_Work request_:
Each line of the data below that includes the string "names" must be copied.

[Collected data]
== Segment start ==
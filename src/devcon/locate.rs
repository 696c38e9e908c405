//! USB device location via devcon enumeration.
//!
//! The target may be invisible to adb precisely because it needs a bus-level
//! reset, so location never consults the bridge. Matching is two-stage with
//! first match winning: display name first, then a vendor-ID allowlist. The
//! allowlist match is deliberately last-resort and coarser (vendor only, not
//! vendor+product) because display names vary across locales and driver
//! versions.

use async_trait::async_trait;
use log::{error, info, warn};
use std::path::PathBuf;
use std::sync::Arc;
use std::time::Duration;

use crate::exec::CommandRunner;
use crate::recovery::traits::LocateDevice;

/// Display name the Android USB interface registers under.
pub const ANDROID_INTERFACE_NAME: &str = "Android Composite ADB Interface";

/// Vendor IDs of common Android handset makers, uppercase 4-hex-digit codes.
pub const ANDROID_VENDOR_IDS: [&str; 9] = [
    "18D1", // Google
    "0BB4", // HTC
    "12D1", // Huawei
    "04E8", // Samsung
    "22B8", // Motorola
    "2A70", // OnePlus
    "0FCE", // Sony
    "0502", // Acer
    "05C6", // Qualcomm
];

/// Immutable matching configuration handed to the locator.
#[derive(Debug, Clone, Copy)]
pub struct MatchRules {
    /// Case-insensitive substring to match against display names
    pub device_name: &'static str,
    /// Vendor-ID allowlist for the fallback stage
    pub vendor_ids: &'static [&'static str],
}

impl MatchRules {
    /// Rules for the Android ADB interface.
    pub const ANDROID: MatchRules = MatchRules {
        device_name: ANDROID_INTERFACE_NAME,
        vendor_ids: &ANDROID_VENDOR_IDS,
    };
}

/// One enumerated USB bus entry.
///
/// Constructed fresh on every enumeration call and never cached across
/// orchestrator phases; the bus can change between them.
#[derive(Debug, Clone, PartialEq, Eq)]
pub struct UsbCandidate {
    /// Opaque instance identifier devcon accepts back for disable/enable
    pub instance_id: String,
    /// Human-readable display name
    pub name: String,
    /// `USB\VID_xxxx&PID_xxxx` strings, uppercased
    pub hardware_ids: Vec<String>,
}

/// Parse `devcon findall` output: one `<instanceId>: <displayName>` per line.
pub fn parse_findall(output: &str) -> Vec<UsbCandidate> {
    let mut devices = Vec::new();
    for line in output.lines() {
        let Some((instance_id, name)) = line.split_once(':') else {
            continue;
        };
        devices.push(UsbCandidate {
            instance_id: instance_id.trim().to_string(),
            name: name.trim().to_string(),
            hardware_ids: Vec::new(),
        });
    }
    devices
}

/// Parse `devcon hwids` output: blank-line-separated blocks, each an
/// unindented `<instanceId>: <displayName>` header followed by indented
/// hardware-ID lines.
pub fn parse_hwids(output: &str) -> Vec<UsbCandidate> {
    let mut devices = Vec::new();
    let mut current: Option<UsbCandidate> = None;
    for line in output.lines() {
        if line.trim().is_empty() {
            if let Some(device) = current.take() {
                devices.push(device);
            }
            continue;
        }
        if line.contains(':') && !line.starts_with(char::is_whitespace) {
            if let Some(device) = current.take() {
                devices.push(device);
            }
            let (instance_id, name) = line.split_once(':').unwrap_or((line, ""));
            current = Some(UsbCandidate {
                instance_id: instance_id.trim().to_string(),
                name: name.trim().to_string(),
                hardware_ids: Vec::new(),
            });
            continue;
        }
        if let Some(device) = current.as_mut() {
            if let Some(hwid) = extract_hardware_id(line) {
                device.hardware_ids.push(hwid);
            }
        }
    }
    if let Some(device) = current.take() {
        devices.push(device);
    }
    devices
}

/// Extract an uppercased `USB\VID_xxxx&PID_xxxx` pattern from a line.
fn extract_hardware_id(line: &str) -> Option<String> {
    const PREFIX: &str = "USB\\VID_";
    const PATTERN_LEN: usize = 21; // USB\VID_xxxx&PID_xxxx

    let upper = line.to_ascii_uppercase();
    let start = upper.find(PREFIX)?;
    let candidate = upper.get(start..start + PATTERN_LEN)?;
    let bytes = candidate.as_bytes();
    if &bytes[12..17] != b"&PID_" {
        return None;
    }
    let hex_ok = bytes[8..12].iter().chain(&bytes[17..21]).all(|b| b.is_ascii_hexdigit());
    if !hex_ok {
        return None;
    }
    Some(candidate.to_string())
}

/// Extract the 4-hex-digit vendor-ID field from a hardware-ID string.
pub fn vendor_id(hwid: &str) -> Option<&str> {
    let start = hwid.find("VID_")?;
    let vid = hwid.get(start + 4..start + 8)?;
    if vid.chars().all(|c| c.is_ascii_hexdigit()) { Some(vid) } else { None }
}

/// Finds the USB bus instance identifier of the target device.
pub struct DeviceLocator<R> {
    runner: Arc<R>,
    devcon: PathBuf,
    rules: MatchRules,
    timeout: Option<Duration>,
}

impl<R: CommandRunner> DeviceLocator<R> {
    pub fn new(runner: Arc<R>, devcon: PathBuf, rules: MatchRules, timeout: Option<Duration>) -> Self {
        Self {
            runner,
            devcon,
            rules,
            timeout,
        }
    }

    /// Two-stage search; `None` means the device genuinely was not found,
    /// which the orchestrator surfaces as its own terminal outcome.
    pub async fn find(&self) -> Option<String> {
        match self.runner.run(&self.devcon, &["findall", "=usb"], self.timeout).await {
            Ok(output) if output.success() => {
                let needle = self.rules.device_name.to_lowercase();
                for candidate in parse_findall(&output.stdout) {
                    if candidate.name.to_lowercase().contains(&needle) {
                        info!("Matched device by name: {}", candidate.name);
                        return Some(candidate.instance_id);
                    }
                }
            }
            Ok(output) => warn!("devcon findall failed: {}", output.stderr_trimmed()),
            Err(err) => warn!("devcon findall did not complete: {err}"),
        }

        let output = match self.runner.run(&self.devcon, &["hwids", "=usb"], self.timeout).await {
            Ok(output) if output.success() => output,
            Ok(output) => {
                error!("devcon hwids failed: {}", output.stderr_trimmed());
                return None;
            }
            Err(err) => {
                error!("devcon hwids did not complete: {err}");
                return None;
            }
        };
        for candidate in parse_hwids(&output.stdout) {
            for hwid in &candidate.hardware_ids {
                if let Some(vid) = vendor_id(hwid) {
                    if self.rules.vendor_ids.iter().any(|allowed| *allowed == vid) {
                        info!("Matched device by VID/PID: {hwid}");
                        return Some(candidate.instance_id);
                    }
                }
            }
        }
        None
    }
}

#[async_trait]
impl<R: CommandRunner> LocateDevice for DeviceLocator<R> {
    async fn locate(&self) -> Option<String> {
        self.find().await
    }
}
== Segment end ==
_Task result_:
//! vendor+product) because display names vary across locales and driver
    /// Case-insensitive substring to match against display names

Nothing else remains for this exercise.